The i3 showcases the gains that can result from German engineers taking advantage of the simplicity of an electric drive platform. In the 1990s, Amory Lovins and the Hypercar team at Rocky Mountain Institute built a prototype electric vehicle from carbon fiber panels. They called this “lightweighting.” (According to Lovins, only 0.3 percent of a standard car’s fuel energy actually ends up moving the driver.) In many ways, the i3 is a real world hypercar.

mbaumhefner111914b-thumb-500x222-17976

Its carbon fiber panels are stronger than steel, but weigh half as much. This not only makes the car weigh less, requiring less energy to move it, but also allows a smaller motor and battery and lighter suspension. BMW really took the fat out, using natural materials and re-processed scrap from the manufacturing process (pre-cycling?) where possible and eliminated other energy and water intensive manufacturing processes.

For example, it has no paint; the color pigment is in the body panels. True, paint may not weigh much, but eliminating paint eliminates the paint shop, reducing water and energy consumption by 70 percent.

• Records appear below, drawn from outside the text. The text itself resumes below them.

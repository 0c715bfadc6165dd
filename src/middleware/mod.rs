//! Middleware module
//!
//! Contains Tower middleware for API-token and admin authentication.

pub mod auth;
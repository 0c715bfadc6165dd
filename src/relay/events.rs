//! Retry lifecycle logging
//!
//! One `RetryTrace` follows a request through its retry sequence. Every
//! lifecycle point is logged once with the same correlation fields, counted
//! in `relaygate_retry_events_total{event}`, and kept in order so the final
//! outcome can report what happened.

use std::time::Instant;

use tracing::{error, info, warn};

use crate::channel::{ChannelId, ChannelType};

/// Longest error message written to the log
const MAX_LOGGED_MESSAGE: usize = 512;

/// One lifecycle point of a retry sequence
#[derive(Debug, Clone, PartialEq, Eq)]
pub enum RetryEvent {
    Start {
        channel_id: ChannelId,
        status: u16,
        total_channels: usize,
        budget: u32,
    },
    Skip {
        channel_id: ChannelId,
        status: u16,
        reason: &'static str,
    },
    Attempt {
        channel_id: ChannelId,
        attempt: u32,
        remaining_channels: usize,
        cooldown_applied: bool,
    },
    Success {
        channel_id: ChannelId,
        attempt: u32,
    },
    Failed {
        channel_id: ChannelId,
        attempt: u32,
        status: u16,
    },
    StopCondition {
        channel_id: ChannelId,
        attempt: u32,
        reason: &'static str,
    },
    Timeout {
        channel_id: ChannelId,
    },
    Exhausted {
        channel_id: ChannelId,
        attempts: u32,
        status: u16,
    },
    Cooldown {
        channel_id: ChannelId,
        seconds: i64,
    },
}

impl RetryEvent {
    pub fn name(&self) -> &'static str {
        match self {
            RetryEvent::Start { .. } => "retry_start",
            RetryEvent::Skip { .. } => "retry_skip",
            RetryEvent::Attempt { .. } => "retry_attempt",
            RetryEvent::Success { .. } => "retry_success",
            RetryEvent::Failed { .. } => "retry_failed",
            RetryEvent::StopCondition { .. } => "retry_stop_condition",
            RetryEvent::Timeout { .. } => "retry_timeout",
            RetryEvent::Exhausted { .. } => "retry_exhausted",
            RetryEvent::Cooldown { .. } => "channel_cooldown",
        }
    }
}

fn truncated(message: &str) -> &str {
    match message.char_indices().nth(MAX_LOGGED_MESSAGE) {
        Some((index, _)) => &message[..index],
        None => message,
    }
}

/// Per-request lifecycle recorder
#[derive(Debug)]
pub struct RetryTrace {
    pub request_id: String,
    pub model: String,
    pub group: String,
    start_time: Instant,
    budget: u32,
    total_channels: usize,
    events: Vec<RetryEvent>,
}

impl RetryTrace {
    pub fn new(request_id: impl Into<String>, model: impl Into<String>, group: impl Into<String>) -> Self {
        Self {
            request_id: request_id.into(),
            model: model.into(),
            group: group.into(),
            start_time: Instant::now(),
            budget: 0,
            total_channels: 0,
            events: Vec::new(),
        }
    }

    pub fn elapsed_ms(&self) -> u128 {
        self.start_time.elapsed().as_millis()
    }

    pub fn events(&self) -> &[RetryEvent] {
        &self.events
    }

    pub fn into_events(self) -> Vec<RetryEvent> {
        self.events
    }

    /// Update the counters carried on later events
    pub fn set_budget(&mut self, budget: u32, total_channels: usize) {
        self.budget = budget;
        self.total_channels = total_channels;
    }

    fn record(&mut self, event: RetryEvent) {
        metrics::counter!("relaygate_retry_events_total", "event" => event.name()).increment(1);
        self.events.push(event);
    }

    /// First attempt failed; the retry sequence begins
    pub fn retry_start(&mut self, channel_id: ChannelId, status: u16, message: &str) {
        error!(
            event = "retry_start",
            request_id = %self.request_id,
            model = %self.model,
            group = %self.group,
            channel_id,
            status,
            total_channels = self.total_channels,
            budget = self.budget,
            error = %truncated(message),
            "Attempt failed, starting retry sequence"
        );
        self.record(RetryEvent::Start {
            channel_id,
            status,
            total_channels: self.total_channels,
            budget: self.budget,
        });
    }

    /// First failure is not retried
    pub fn retry_skip(&mut self, channel_id: ChannelId, status: u16, reason: &'static str) {
        error!(
            event = "retry_skip",
            request_id = %self.request_id,
            model = %self.model,
            channel_id,
            status,
            reason,
            total_channels = self.total_channels,
            "Failure is not retryable"
        );
        self.record(RetryEvent::Skip {
            channel_id,
            status,
            reason,
        });
    }

    pub fn retry_attempt(
        &mut self,
        channel_id: ChannelId,
        attempt: u32,
        remaining_channels: usize,
        cooldown_applied: bool,
    ) {
        warn!(
            event = "retry_attempt",
            request_id = %self.request_id,
            model = %self.model,
            channel_id,
            attempt,
            budget = self.budget,
            remaining_channels,
            total_channels = self.total_channels,
            cooldown_applied,
            "Retrying on another channel"
        );
        self.record(RetryEvent::Attempt {
            channel_id,
            attempt,
            remaining_channels,
            cooldown_applied,
        });
    }

    pub fn retry_success(&mut self, channel_id: ChannelId, attempt: u32) {
        info!(
            event = "retry_success",
            request_id = %self.request_id,
            model = %self.model,
            channel_id,
            attempt,
            budget = self.budget,
            total_channels = self.total_channels,
            elapsed_ms = %self.elapsed_ms(),
            "Retry succeeded"
        );
        self.record(RetryEvent::Success {
            channel_id,
            attempt,
        });
    }

    pub fn retry_failed(
        &mut self,
        channel_id: ChannelId,
        attempt: u32,
        status: u16,
        error_type: &str,
        message: &str,
    ) {
        error!(
            event = "retry_failed",
            request_id = %self.request_id,
            model = %self.model,
            channel_id,
            attempt,
            budget = self.budget,
            status,
            error_type,
            error = %truncated(message),
            "Retry attempt failed"
        );
        self.record(RetryEvent::Failed {
            channel_id,
            attempt,
            status,
        });
    }

    /// Loop ends early on a fatal verdict
    pub fn retry_stop_condition(&mut self, channel_id: ChannelId, attempt: u32, reason: &'static str) {
        error!(
            event = "retry_stop_condition",
            request_id = %self.request_id,
            model = %self.model,
            channel_id,
            attempt,
            budget = self.budget,
            reason,
            "Stopping retries"
        );
        self.record(RetryEvent::StopCondition {
            channel_id,
            attempt,
            reason,
        });
    }

    pub fn retry_timeout(&mut self, channel_id: ChannelId, timeout_ms: u128) {
        error!(
            event = "retry_timeout",
            request_id = %self.request_id,
            model = %self.model,
            channel_id,
            elapsed_ms = %self.elapsed_ms(),
            timeout_ms = %timeout_ms,
            "Retry sequence timed out"
        );
        self.record(RetryEvent::Timeout { channel_id });
    }

    /// Retry sequence ended without success
    pub fn retry_exhausted(&mut self, channel_id: ChannelId, attempts: u32, status: u16, message: &str) {
        error!(
            event = "retry_exhausted",
            request_id = %self.request_id,
            model = %self.model,
            channel_id,
            attempts,
            budget = self.budget,
            total_channels = self.total_channels,
            status,
            error = %truncated(message),
            "Retries exhausted"
        );
        self.record(RetryEvent::Exhausted {
            channel_id,
            attempts,
            status,
        });
    }

    pub fn channel_cooldown(&mut self, channel_id: ChannelId, seconds: i64, reset_at: Option<i64>) {
        warn!(
            event = "channel_cooldown",
            request_id = %self.request_id,
            model = %self.model,
            channel_id,
            duration_seconds = seconds,
            reset_at = ?reset_at,
            reason = "rate_limit",
            "Channel cooling down for model"
        );
        metrics::counter!("relaygate_channel_cooldowns_total").increment(1);
        self.record(RetryEvent::Cooldown {
            channel_id,
            seconds,
        });
    }
}

/// Log and count an automatic or manual channel disable
pub fn channel_disabled(
    channel_id: ChannelId,
    channel_name: &str,
    channel_type: ChannelType,
    status: u16,
    reason: &str,
    automatic: bool,
) {
    error!(
        event = "channel_disabled",
        channel_id,
        channel_name,
        channel_type = %channel_type,
        status,
        reason = %truncated(reason),
        auto_disabled = automatic,
        "Channel disabled"
    );
    metrics::counter!(
        "relaygate_channels_disabled_total",
        "automatic" => automatic.to_string()
    )
    .increment(1);
}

BMW is also powering its production facilities with carbon-free energy, further reducing life-cycle emissions.

The LA auto show is all about the future, and if this is the trend, the future is efficiency.  EVs are here to stay and are not just prototype hypercars, but mass produced and affordable cars.  As you can see as you walk the halls of the Los Angeles Convention Center, the future is here and now.

Reprinted with permission.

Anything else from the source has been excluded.